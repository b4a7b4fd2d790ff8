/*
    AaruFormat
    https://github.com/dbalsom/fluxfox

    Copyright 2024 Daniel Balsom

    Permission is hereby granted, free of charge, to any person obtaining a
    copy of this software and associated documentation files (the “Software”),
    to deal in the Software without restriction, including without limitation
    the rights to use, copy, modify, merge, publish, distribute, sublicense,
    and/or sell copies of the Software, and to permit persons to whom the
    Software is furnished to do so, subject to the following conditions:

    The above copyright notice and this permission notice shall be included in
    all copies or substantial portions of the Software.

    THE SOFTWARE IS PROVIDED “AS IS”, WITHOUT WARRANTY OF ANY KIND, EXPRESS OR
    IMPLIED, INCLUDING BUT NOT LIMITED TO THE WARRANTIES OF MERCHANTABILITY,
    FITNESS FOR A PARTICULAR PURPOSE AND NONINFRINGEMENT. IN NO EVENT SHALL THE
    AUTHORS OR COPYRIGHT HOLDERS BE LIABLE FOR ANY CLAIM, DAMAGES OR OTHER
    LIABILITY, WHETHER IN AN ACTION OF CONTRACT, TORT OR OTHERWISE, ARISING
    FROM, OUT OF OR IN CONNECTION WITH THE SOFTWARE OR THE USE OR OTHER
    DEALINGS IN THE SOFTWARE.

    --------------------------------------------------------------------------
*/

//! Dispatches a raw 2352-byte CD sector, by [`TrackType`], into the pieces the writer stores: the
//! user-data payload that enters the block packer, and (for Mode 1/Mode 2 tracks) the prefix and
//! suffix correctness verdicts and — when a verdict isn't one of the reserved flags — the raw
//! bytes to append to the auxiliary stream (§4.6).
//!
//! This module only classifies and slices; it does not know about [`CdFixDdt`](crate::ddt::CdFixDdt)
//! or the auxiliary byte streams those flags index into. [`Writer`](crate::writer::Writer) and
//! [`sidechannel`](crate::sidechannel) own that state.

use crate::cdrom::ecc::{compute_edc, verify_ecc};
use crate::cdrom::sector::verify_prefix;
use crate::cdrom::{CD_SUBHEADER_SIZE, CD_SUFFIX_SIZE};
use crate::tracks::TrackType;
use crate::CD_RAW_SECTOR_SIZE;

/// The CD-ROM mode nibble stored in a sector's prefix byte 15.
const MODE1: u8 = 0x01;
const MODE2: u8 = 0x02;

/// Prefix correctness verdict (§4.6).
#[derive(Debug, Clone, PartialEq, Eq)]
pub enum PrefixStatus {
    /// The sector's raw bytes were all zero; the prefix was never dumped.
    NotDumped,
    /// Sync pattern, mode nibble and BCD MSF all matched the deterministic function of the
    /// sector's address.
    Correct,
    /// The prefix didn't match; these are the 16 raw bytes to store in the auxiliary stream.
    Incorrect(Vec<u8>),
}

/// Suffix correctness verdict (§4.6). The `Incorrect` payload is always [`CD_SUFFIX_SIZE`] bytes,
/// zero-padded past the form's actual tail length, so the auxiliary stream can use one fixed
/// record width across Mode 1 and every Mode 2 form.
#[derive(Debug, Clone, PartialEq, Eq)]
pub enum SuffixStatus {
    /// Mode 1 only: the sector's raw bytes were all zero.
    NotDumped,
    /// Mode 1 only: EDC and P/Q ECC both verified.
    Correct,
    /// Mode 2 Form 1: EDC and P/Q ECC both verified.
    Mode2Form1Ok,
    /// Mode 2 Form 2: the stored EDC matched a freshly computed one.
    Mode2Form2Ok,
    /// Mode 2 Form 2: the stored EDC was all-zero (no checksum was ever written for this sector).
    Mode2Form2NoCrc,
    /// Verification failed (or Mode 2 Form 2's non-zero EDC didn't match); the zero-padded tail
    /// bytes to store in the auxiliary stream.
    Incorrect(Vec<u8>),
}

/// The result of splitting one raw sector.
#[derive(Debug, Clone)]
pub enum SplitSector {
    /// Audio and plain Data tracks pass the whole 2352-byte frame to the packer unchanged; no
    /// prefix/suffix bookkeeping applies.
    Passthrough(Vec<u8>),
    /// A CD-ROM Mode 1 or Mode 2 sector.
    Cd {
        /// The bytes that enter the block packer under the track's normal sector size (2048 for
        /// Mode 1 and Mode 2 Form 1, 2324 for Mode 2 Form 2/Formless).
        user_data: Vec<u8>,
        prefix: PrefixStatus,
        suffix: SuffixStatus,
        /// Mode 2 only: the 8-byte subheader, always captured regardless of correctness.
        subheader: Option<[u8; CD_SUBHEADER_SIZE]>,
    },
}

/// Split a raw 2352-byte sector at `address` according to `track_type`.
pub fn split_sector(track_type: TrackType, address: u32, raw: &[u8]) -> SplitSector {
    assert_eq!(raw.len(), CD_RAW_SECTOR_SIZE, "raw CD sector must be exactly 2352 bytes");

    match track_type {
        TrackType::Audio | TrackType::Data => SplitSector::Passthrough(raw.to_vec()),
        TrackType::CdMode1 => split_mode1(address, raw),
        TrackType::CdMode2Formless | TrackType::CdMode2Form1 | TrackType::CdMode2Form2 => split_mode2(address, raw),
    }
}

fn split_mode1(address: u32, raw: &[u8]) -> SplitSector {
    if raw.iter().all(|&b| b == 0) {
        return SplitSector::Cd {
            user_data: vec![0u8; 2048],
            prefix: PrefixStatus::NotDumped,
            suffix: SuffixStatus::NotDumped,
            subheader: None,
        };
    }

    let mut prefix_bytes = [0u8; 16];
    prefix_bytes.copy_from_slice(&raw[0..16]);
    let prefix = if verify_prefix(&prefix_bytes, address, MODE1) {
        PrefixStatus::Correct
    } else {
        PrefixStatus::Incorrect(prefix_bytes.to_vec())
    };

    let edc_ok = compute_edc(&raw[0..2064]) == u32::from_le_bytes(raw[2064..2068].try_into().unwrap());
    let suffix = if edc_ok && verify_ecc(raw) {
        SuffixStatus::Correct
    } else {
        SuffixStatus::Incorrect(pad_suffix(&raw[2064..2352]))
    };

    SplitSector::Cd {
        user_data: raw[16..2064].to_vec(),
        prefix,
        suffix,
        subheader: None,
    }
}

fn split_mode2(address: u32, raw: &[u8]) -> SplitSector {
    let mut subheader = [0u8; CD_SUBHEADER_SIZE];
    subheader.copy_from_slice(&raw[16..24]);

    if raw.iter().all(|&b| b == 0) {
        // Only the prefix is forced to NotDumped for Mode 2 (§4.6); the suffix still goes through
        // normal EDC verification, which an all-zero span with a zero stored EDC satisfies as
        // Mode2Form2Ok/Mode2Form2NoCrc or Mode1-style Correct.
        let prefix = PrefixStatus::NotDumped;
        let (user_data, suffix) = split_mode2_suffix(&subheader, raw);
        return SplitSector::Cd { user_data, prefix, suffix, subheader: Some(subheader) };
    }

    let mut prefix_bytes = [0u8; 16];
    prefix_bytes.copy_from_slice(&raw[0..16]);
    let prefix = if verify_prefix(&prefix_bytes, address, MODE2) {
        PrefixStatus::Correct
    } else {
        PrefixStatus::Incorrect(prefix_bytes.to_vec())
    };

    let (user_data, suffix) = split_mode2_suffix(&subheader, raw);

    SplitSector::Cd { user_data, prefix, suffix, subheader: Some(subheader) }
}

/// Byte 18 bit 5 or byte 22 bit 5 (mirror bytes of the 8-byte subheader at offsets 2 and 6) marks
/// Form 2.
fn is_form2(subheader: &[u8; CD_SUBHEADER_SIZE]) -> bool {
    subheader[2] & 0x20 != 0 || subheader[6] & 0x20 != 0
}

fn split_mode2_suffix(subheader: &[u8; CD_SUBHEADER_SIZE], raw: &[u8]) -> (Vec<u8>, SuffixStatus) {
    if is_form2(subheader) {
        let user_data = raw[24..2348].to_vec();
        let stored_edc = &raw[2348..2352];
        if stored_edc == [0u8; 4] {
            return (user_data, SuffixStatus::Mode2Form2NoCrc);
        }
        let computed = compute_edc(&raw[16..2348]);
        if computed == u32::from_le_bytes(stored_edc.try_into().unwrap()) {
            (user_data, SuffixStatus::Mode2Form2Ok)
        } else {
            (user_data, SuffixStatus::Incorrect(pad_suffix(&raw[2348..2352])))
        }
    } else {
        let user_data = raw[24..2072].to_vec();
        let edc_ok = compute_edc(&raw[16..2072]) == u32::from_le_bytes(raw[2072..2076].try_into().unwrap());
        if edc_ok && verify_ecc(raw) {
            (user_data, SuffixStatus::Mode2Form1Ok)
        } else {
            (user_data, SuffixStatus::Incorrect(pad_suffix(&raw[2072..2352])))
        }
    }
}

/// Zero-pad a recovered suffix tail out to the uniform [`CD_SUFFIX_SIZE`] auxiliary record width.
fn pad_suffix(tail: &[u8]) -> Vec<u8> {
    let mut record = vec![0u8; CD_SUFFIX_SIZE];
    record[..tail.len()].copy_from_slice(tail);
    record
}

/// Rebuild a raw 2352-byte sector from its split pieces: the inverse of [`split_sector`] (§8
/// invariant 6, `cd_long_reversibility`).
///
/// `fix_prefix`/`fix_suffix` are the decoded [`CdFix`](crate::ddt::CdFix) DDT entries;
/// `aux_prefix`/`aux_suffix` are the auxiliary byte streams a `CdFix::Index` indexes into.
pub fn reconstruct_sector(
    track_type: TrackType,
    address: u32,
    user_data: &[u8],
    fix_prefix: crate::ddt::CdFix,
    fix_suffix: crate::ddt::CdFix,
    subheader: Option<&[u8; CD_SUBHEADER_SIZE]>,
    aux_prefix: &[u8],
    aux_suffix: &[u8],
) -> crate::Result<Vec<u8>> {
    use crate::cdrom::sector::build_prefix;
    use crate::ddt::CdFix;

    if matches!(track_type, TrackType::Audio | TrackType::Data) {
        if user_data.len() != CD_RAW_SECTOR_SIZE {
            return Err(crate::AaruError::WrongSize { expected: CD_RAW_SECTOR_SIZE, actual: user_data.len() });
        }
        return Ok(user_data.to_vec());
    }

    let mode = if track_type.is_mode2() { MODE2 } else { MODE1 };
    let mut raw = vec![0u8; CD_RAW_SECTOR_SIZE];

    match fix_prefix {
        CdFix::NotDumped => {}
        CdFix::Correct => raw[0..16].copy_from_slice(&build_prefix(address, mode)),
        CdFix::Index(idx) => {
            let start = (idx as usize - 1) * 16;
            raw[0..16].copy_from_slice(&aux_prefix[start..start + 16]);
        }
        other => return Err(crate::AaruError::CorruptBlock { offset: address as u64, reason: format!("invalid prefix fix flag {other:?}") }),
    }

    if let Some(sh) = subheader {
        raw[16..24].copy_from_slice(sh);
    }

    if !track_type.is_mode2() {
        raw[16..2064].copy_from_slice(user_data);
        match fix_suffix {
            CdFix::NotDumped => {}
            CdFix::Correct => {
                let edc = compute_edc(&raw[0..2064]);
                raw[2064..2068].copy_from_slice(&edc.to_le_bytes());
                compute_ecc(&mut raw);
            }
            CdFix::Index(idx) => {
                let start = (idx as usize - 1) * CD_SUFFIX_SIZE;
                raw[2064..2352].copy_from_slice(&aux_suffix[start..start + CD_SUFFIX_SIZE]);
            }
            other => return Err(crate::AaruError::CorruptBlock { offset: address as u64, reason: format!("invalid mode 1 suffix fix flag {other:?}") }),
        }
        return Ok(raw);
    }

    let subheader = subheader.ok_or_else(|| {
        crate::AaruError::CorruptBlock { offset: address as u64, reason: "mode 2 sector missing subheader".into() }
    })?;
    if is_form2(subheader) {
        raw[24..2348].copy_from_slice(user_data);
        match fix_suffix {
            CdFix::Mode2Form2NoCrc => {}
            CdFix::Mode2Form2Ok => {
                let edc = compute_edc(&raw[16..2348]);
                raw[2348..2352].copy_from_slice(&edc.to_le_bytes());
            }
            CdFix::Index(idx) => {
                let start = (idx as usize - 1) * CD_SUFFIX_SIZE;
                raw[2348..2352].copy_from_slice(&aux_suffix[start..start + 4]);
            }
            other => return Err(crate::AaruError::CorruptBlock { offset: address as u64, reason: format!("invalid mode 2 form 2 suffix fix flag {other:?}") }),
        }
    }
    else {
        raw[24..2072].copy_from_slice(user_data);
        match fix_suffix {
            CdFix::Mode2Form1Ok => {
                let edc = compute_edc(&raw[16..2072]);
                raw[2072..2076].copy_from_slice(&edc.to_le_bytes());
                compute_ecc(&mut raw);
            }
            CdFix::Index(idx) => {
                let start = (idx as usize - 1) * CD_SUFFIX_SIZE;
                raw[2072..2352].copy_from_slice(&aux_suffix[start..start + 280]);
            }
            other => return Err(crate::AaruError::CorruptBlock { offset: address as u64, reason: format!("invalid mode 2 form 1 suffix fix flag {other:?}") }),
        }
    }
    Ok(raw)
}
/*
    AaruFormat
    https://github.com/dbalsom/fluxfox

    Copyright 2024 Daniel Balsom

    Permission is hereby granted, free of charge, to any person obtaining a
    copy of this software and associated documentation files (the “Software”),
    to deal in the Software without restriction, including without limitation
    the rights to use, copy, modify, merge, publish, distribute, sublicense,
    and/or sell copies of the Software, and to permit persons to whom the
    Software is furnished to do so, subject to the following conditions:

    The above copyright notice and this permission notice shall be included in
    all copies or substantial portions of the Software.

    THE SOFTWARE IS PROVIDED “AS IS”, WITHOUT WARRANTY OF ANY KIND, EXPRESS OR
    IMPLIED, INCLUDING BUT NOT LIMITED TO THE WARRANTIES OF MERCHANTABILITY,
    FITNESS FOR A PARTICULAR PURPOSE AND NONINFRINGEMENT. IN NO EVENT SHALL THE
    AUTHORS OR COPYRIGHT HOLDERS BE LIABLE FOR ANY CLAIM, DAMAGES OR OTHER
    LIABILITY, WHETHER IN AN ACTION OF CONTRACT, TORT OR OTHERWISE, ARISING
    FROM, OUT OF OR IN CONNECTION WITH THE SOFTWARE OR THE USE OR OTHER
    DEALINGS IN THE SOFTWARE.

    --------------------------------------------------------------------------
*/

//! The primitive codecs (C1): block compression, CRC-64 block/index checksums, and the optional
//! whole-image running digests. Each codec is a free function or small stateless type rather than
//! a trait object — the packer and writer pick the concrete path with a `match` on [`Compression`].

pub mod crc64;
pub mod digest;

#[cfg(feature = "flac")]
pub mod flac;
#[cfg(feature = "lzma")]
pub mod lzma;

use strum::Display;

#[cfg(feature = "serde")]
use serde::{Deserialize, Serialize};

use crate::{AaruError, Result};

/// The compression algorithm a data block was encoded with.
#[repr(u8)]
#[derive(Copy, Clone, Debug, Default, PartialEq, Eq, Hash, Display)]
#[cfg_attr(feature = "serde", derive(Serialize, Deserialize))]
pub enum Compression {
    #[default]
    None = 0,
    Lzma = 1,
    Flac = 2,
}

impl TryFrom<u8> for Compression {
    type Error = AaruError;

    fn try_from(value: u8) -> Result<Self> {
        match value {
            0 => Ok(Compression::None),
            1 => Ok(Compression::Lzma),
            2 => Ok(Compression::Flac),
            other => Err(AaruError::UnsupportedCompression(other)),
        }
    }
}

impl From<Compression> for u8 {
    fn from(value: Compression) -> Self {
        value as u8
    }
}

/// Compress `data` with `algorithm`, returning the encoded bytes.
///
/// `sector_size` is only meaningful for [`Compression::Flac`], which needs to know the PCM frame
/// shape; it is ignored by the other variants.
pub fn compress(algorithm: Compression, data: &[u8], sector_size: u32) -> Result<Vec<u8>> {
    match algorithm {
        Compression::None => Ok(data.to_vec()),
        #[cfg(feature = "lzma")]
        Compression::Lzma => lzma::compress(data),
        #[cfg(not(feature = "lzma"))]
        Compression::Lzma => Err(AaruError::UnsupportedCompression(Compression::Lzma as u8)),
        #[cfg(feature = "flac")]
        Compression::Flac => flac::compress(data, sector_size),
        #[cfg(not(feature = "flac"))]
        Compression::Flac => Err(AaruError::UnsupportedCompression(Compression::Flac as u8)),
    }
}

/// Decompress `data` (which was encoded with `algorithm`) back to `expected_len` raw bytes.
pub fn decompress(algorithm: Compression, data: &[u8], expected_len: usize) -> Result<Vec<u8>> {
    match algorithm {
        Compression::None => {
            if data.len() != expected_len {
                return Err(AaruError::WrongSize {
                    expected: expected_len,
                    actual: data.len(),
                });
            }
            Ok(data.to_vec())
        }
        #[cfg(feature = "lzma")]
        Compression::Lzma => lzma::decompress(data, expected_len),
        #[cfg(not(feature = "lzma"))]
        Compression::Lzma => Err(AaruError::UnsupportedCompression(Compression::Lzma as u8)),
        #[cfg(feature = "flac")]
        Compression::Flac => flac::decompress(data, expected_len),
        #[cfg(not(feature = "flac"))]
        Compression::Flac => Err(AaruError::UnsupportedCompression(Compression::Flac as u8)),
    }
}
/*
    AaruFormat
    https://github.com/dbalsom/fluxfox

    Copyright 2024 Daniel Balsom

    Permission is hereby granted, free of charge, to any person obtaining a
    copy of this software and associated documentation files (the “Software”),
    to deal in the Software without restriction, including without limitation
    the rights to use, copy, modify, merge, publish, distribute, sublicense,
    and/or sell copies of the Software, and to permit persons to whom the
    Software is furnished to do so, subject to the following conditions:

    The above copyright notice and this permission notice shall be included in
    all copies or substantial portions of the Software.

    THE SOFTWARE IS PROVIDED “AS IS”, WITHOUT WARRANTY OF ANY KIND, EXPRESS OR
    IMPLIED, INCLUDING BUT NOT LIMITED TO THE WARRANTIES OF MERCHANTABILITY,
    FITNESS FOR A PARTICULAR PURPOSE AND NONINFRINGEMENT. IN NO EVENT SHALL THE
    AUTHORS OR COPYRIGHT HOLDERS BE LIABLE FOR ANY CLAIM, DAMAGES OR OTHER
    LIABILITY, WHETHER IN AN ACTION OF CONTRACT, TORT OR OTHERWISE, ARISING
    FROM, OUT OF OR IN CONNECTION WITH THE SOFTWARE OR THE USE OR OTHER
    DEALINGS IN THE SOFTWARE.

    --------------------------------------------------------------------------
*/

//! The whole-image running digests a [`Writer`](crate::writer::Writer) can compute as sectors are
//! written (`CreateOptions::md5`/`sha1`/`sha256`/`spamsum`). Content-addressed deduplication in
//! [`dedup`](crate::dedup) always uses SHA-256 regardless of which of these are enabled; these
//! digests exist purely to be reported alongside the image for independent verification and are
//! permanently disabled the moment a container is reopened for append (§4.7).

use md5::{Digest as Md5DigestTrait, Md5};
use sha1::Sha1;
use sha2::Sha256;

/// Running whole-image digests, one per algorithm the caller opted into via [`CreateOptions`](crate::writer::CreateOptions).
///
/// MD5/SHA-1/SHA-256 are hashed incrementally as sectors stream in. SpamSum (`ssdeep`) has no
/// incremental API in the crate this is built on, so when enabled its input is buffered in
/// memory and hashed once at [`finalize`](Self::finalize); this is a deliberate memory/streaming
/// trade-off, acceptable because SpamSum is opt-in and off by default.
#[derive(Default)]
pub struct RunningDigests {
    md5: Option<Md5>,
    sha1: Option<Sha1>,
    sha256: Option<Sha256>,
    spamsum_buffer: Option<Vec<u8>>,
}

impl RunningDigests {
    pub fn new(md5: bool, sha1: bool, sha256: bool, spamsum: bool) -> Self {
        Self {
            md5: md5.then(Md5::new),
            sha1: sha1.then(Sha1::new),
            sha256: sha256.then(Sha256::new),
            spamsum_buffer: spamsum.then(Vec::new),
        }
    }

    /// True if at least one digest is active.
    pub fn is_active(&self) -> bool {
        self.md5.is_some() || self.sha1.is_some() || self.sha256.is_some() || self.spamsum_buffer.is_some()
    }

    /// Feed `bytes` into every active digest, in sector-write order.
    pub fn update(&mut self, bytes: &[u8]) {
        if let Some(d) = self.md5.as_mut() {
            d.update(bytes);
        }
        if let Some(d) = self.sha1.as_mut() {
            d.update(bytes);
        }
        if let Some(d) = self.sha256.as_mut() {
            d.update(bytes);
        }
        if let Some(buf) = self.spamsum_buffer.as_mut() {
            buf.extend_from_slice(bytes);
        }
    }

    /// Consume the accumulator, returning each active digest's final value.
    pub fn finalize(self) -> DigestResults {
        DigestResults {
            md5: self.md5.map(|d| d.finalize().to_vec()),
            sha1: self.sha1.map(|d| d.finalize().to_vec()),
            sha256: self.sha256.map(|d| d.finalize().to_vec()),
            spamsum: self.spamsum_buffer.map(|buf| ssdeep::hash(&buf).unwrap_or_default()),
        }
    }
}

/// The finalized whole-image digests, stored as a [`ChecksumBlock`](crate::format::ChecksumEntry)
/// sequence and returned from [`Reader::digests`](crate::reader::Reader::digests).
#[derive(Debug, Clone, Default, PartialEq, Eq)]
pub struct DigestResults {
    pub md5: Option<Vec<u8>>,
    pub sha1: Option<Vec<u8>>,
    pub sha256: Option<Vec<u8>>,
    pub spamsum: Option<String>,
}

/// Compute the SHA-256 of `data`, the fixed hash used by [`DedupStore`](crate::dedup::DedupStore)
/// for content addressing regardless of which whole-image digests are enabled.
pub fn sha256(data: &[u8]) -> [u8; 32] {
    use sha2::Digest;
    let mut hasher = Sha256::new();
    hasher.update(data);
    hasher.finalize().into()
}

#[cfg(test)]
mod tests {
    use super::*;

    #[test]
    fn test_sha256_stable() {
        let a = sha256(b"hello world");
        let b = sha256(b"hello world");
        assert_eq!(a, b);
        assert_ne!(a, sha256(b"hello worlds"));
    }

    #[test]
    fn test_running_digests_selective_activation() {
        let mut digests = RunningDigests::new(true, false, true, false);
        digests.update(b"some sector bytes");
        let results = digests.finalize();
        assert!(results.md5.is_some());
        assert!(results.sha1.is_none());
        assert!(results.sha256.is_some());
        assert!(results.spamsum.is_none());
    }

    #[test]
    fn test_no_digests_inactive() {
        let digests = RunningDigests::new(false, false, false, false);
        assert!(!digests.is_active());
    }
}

■ **EXERCISE INSTRUCTIONS**:
A single number is the whole answer: how many lines in the entries hold the word "that".

■ **WRITTEN RESPONSE**:
3